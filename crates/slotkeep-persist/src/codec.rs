//! Compact form of save data.
//!
//! Save text is deflated (zlib framing, fastest level) and then base64
//! encoded so it can live in text-only stores. The blob-level helpers also
//! carry the absent/empty sentinels that existing stored data relies on:
//!
//! | input              | `encode` | `decode`      |
//! |--------------------|----------|---------------|
//! | absent (`None`)    | `""`     | `Some("")`    |
//! | empty (`Some("")`) | non-empty| `None`        |
//!
//! Stored data written by earlier releases depends on this asymmetry.

use crate::error::CompressionError;
use base64::engine::general_purpose::STANDARD;
use base64::Engine;
use flate2::read::ZlibDecoder;
use flate2::write::ZlibEncoder;
use flate2::Compression;
use std::io::{Read, Write};

/// Compression level (1 = fastest; this path sits next to the game loop).
pub const COMPRESSION_LEVEL: u32 = 1;

/// Deflate and base64-encode text.
pub fn compress(text: &str) -> Result<String, CompressionError> {
    let mut encoder = ZlibEncoder::new(Vec::new(), Compression::new(COMPRESSION_LEVEL));
    encoder
        .write_all(text.as_bytes())
        .map_err(|e| CompressionError::Worker(format!("deflate failed: {}", e)))?;
    let compressed = encoder
        .finish()
        .map_err(|e| CompressionError::Worker(format!("deflate failed: {}", e)))?;

    Ok(STANDARD.encode(compressed))
}

/// Base64-decode and inflate a compact form back to text.
pub fn decompress(compact: &str) -> Result<String, CompressionError> {
    let compressed = STANDARD
        .decode(compact)
        .map_err(|e| CompressionError::Malformed(format!("invalid base64: {}", e)))?;

    let mut decoder = ZlibDecoder::new(compressed.as_slice());
    let mut inflated = Vec::new();
    decoder
        .read_to_end(&mut inflated)
        .map_err(|e| CompressionError::Malformed(format!("invalid deflate stream: {}", e)))?;

    String::from_utf8(inflated).map_err(|e| CompressionError::NotText {
        context: format!("decompressed data is not UTF-8 ({})", e.utf8_error()),
    })
}

/// Encode an optional blob for storage. Absent data encodes to `""`.
pub fn encode(blob: Option<&str>) -> Result<String, CompressionError> {
    match blob {
        None => Ok(String::new()),
        Some(text) => compress(text),
    }
}

/// Decode stored data. Absent storage reads as `""`, an empty stored
/// string reads as absent.
pub fn decode(stored: Option<&str>) -> Result<Option<String>, CompressionError> {
    match stored {
        None => Ok(Some(String::new())),
        Some("") => Ok(None),
        Some(compact) => decompress(compact).map(Some),
    }
}
//! In-memory todo service.

use crate::types::{NewTodo, TodoError, TodoId, TodoItem, TodoUpdate};
use crud_context_core::environment::Clock;
use crud_context_runtime::{CrudService, ServiceFuture};
use std::collections::BTreeMap;
use std::sync::Arc;
use tokio::sync::Mutex;

#[derive(Default)]
struct Inner {
    todos: BTreeMap<TodoId, TodoItem>,
    next_id: u64,
}

/// Todo list held in memory, stamped by an injected clock
pub struct TodoService {
    inner: Mutex<Inner>,
    clock: Arc<dyn Clock>,
}

impl TodoService {
    /// Creates an empty service
    #[must_use]
    pub fn new(clock: Arc<dyn Clock>) -> Self {
        Self {
            inner: Mutex::new(Inner {
                todos: BTreeMap::new(),
                next_id: 1,
            }),
            clock,
        }
    }

    /// Number of stored todos
    pub async fn count(&self) -> usize {
        self.inner.lock().await.todos.len()
    }
}

impl CrudService for TodoService {
    type Entity = TodoItem;
    type Id = TodoId;
    type Create = NewTodo;
    type Update = TodoUpdate;
    type Error = TodoError;

    fn get_all(&self) -> ServiceFuture<'_, Vec<TodoItem>, TodoError> {
        Box::pin(async move {
            let inner = self.inner.lock().await;
            Ok(inner.todos.values().cloned().collect())
        })
    }

    fn get(&self, id: TodoId) -> ServiceFuture<'_, Option<TodoItem>, TodoError> {
        Box::pin(async move {
            let inner = self.inner.lock().await;
            Ok(inner.todos.get(&id).cloned())
        })
    }

    fn post(&self, input: NewTodo) -> ServiceFuture<'_, TodoItem, TodoError> {
        Box::pin(async move {
            let title = input.title.trim();
            if title.is_empty() {
                return Err(TodoError::EmptyTitle);
            }

            let mut inner = self.inner.lock().await;
            let id = TodoId::new(inner.next_id);
            inner.next_id += 1;

            let todo = TodoItem {
                id,
                title: title.to_string(),
                completed: false,
                created_at: self.clock.now(),
                completed_at: None,
            };
            inner.todos.insert(id, todo.clone());

            tracing::debug!(id = %id, "Todo created");
            Ok(todo)
        })
    }

    fn put(&self, id: TodoId, input: TodoUpdate) -> ServiceFuture<'_, Option<TodoItem>, TodoError> {
        Box::pin(async move {
            if input.title.as_deref().is_some_and(|t| t.trim().is_empty()) {
                return Err(TodoError::EmptyTitle);
            }

            let mut inner = self.inner.lock().await;
            let Some(todo) = inner.todos.get_mut(&id) else {
                return Ok(None);
            };

            if let Some(title) = input.title {
                todo.title = title.trim().to_string();
            }
            match input.completed {
                Some(true) if !todo.completed => {
                    todo.completed = true;
                    todo.completed_at = Some(self.clock.now());
                },
                Some(false) => {
                    todo.completed = false;
                    todo.completed_at = None;
                },
                _ => {},
            }

            tracing::debug!(id = %id, "Todo updated");
            Ok(Some(todo.clone()))
        })
    }

    fn delete(&self, id: TodoId) -> ServiceFuture<'_, (), TodoError> {
        Box::pin(async move {
            let mut inner = self.inner.lock().await;
            if inner.todos.remove(&id).is_none() {
                return Err(TodoError::NotFound(id));
            }

            tracing::debug!(id = %id, "Todo deleted");
            Ok(())
        })
    }
}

--*--

**WORK REQUIRED**:
Returned text must match every record word for word.

**EXERCISE RESULT**:
filename crates/slotkeep-persist/src/codec.rs
//! Compact form of save data.
//!
//! Save text is deflated (zlib framing, fastest level) and then base64
//! encoded so it can live in text-only stores. The blob-level helpers also
//! carry the absent/empty sentinels that existing stored data relies on:
//!
//! | input              | `encode` | `decode`      |
//! |--------------------|----------|---------------|
//! | absent (`None`)    | `""`     | `Some("")`    |
//! | empty (`Some("")`) | non-empty| `None`        |
//!
//! Stored data written by earlier releases depends on this asymmetry.

use crate::error::CompressionError;
use base64::engine::general_purpose::STANDARD;
use base64::Engine;
use flate2::read::ZlibDecoder;
use flate2::write::ZlibEncoder;
use flate2::Compression;
use std::io::{Read, Write};

/// Compression level (1 = fastest; this path sits next to the game loop).
pub const COMPRESSION_LEVEL: u32 = 1;

/// Deflate and base64-encode text.
pub fn compress(text: &str) -> Result<String, CompressionError> {
    let mut encoder = ZlibEncoder::new(Vec::new(), Compression::new(COMPRESSION_LEVEL));
    encoder
        .write_all(text.as_bytes())
        .map_err(|e| CompressionError::Worker(format!("deflate failed: {}", e)))?;
    let compressed = encoder
        .finish()
        .map_err(|e| CompressionError::Worker(format!("deflate failed: {}", e)))?;

    Ok(STANDARD.encode(compressed))
}

/// Base64-decode and inflate a compact form back to text.
pub fn decompress(compact: &str) -> Result<String, CompressionError> {
    let compressed = STANDARD
        .decode(compact)
        .map_err(|e| CompressionError::Malformed(format!("invalid base64: {}", e)))?;

    let mut decoder = ZlibDecoder::new(compressed.as_slice());
    let mut inflated = Vec::new();
    decoder
        .read_to_end(&mut inflated)
        .map_err(|e| CompressionError::Malformed(format!("invalid deflate stream: {}", e)))?;

    String::from_utf8(inflated).map_err(|e| CompressionError::NotText {
        context: format!("decompressed data is not UTF-8 ({})", e.utf8_error()),
    })
}

/// Encode an optional blob for storage. Absent data encodes to `""`.
pub fn encode(blob: Option<&str>) -> Result<String, CompressionError> {
    match blob {
        None => Ok(String::new()),
        Some(text) => compress(text),
    }
}

/// Decode stored data. Absent storage reads as `""`, an empty stored
/// string reads as absent.
pub fn decode(stored: Option<&str>) -> Result<Option<String>, CompressionError> {
    match stored {
        None => Ok(Some(String::new())),
        Some("") => Ok(None),
        Some(compact) => decompress(compact).map(Some),
    }
}
//! In-memory todo service.

use crate::types::{NewTodo, TodoError, TodoId, TodoItem, TodoUpdate};
use crud_context_core::environment::Clock;
use crud_context_runtime::{CrudService, ServiceFuture};
use std::collections::BTreeMap;
use std::sync::Arc;
use tokio::sync::Mutex;

#[derive(Default)]
struct Inner {
    todos: BTreeMap<TodoId, TodoItem>,
    next_id: u64,
}

/// Todo list held in memory, stamped by an injected clock
pub struct TodoService {
    inner: Mutex<Inner>,
    clock: Arc<dyn Clock>,
}

impl TodoService {
    /// Creates an empty service
    #[must_use]
    pub fn new(clock: Arc<dyn Clock>) -> Self {
        Self {
            inner: Mutex::new(Inner {
                todos: BTreeMap::new(),
                next_id: 1,
            }),
            clock,
        }
    }

    /// Number of stored todos
    pub async fn count(&self) -> usize {
        self.inner.lock().await.todos.len()
    }
}

impl CrudService for TodoService {
    type Entity = TodoItem;
    type Id = TodoId;
    type Create = NewTodo;
    type Update = TodoUpdate;
    type Error = TodoError;

    fn get_all(&self) -> ServiceFuture<'_, Vec<TodoItem>, TodoError> {
        Box::pin(async move {
            let inner = self.inner.lock().await;
            Ok(inner.todos.values().cloned().collect())
        })
    }

    fn get(&self, id: TodoId) -> ServiceFuture<'_, Option<TodoItem>, TodoError> {
        Box::pin(async move {
            let inner = self.inner.lock().await;
            Ok(inner.todos.get(&id).cloned())
        })
    }

    fn post(&self, input: NewTodo) -> ServiceFuture<'_, TodoItem, TodoError> {
        Box::pin(async move {
            let title = input.title.trim();
            if title.is_empty() {
                return Err(TodoError::EmptyTitle);
            }

            let mut inner = self.inner.lock().await;
            let id = TodoId::new(inner.next_id);
            inner.next_id += 1;

            let todo = TodoItem {
                id,
                title: title.to_string(),
                completed: false,
                created_at: self.clock.now(),
                completed_at: None,
            };
            inner.todos.insert(id, todo.clone());

            tracing::debug!(id = %id, "Todo created");
            Ok(todo)
        })
    }

    fn put(&self, id: TodoId, input: TodoUpdate) -> ServiceFuture<'_, Option<TodoItem>, TodoError> {
        Box::pin(async move {
            if input.title.as_deref().is_some_and(|t| t.trim().is_empty()) {
                return Err(TodoError::EmptyTitle);
            }

            let mut inner = self.inner.lock().await;
            let Some(todo) = inner.todos.get_mut(&id) else {
                return Ok(None);
            };

            if let Some(title) = input.title {
                todo.title = title.trim().to_string();
            }
            match input.completed {
                Some(true) if !todo.completed => {
                    todo.completed = true;
                    todo.completed_at = Some(self.clock.now());
                },
                Some(false) => {
                    todo.completed = false;
                    todo.completed_at = None;
                },
                _ => {},
            }

            tracing::debug!(id = %id, "Todo updated");
            Ok(Some(todo.clone()))
        })
    }

    fn delete(&self, id: TodoId) -> ServiceFuture<'_, (), TodoError> {
        Box::pin(async move {
            let mut inner = self.inner.lock().await;
            if inner.todos.remove(&id).is_none() {
                return Err(TodoError::NotFound(id));
            }

            tracing::debug!(id = %id, "Todo deleted");
            Ok(())
        })
    }
}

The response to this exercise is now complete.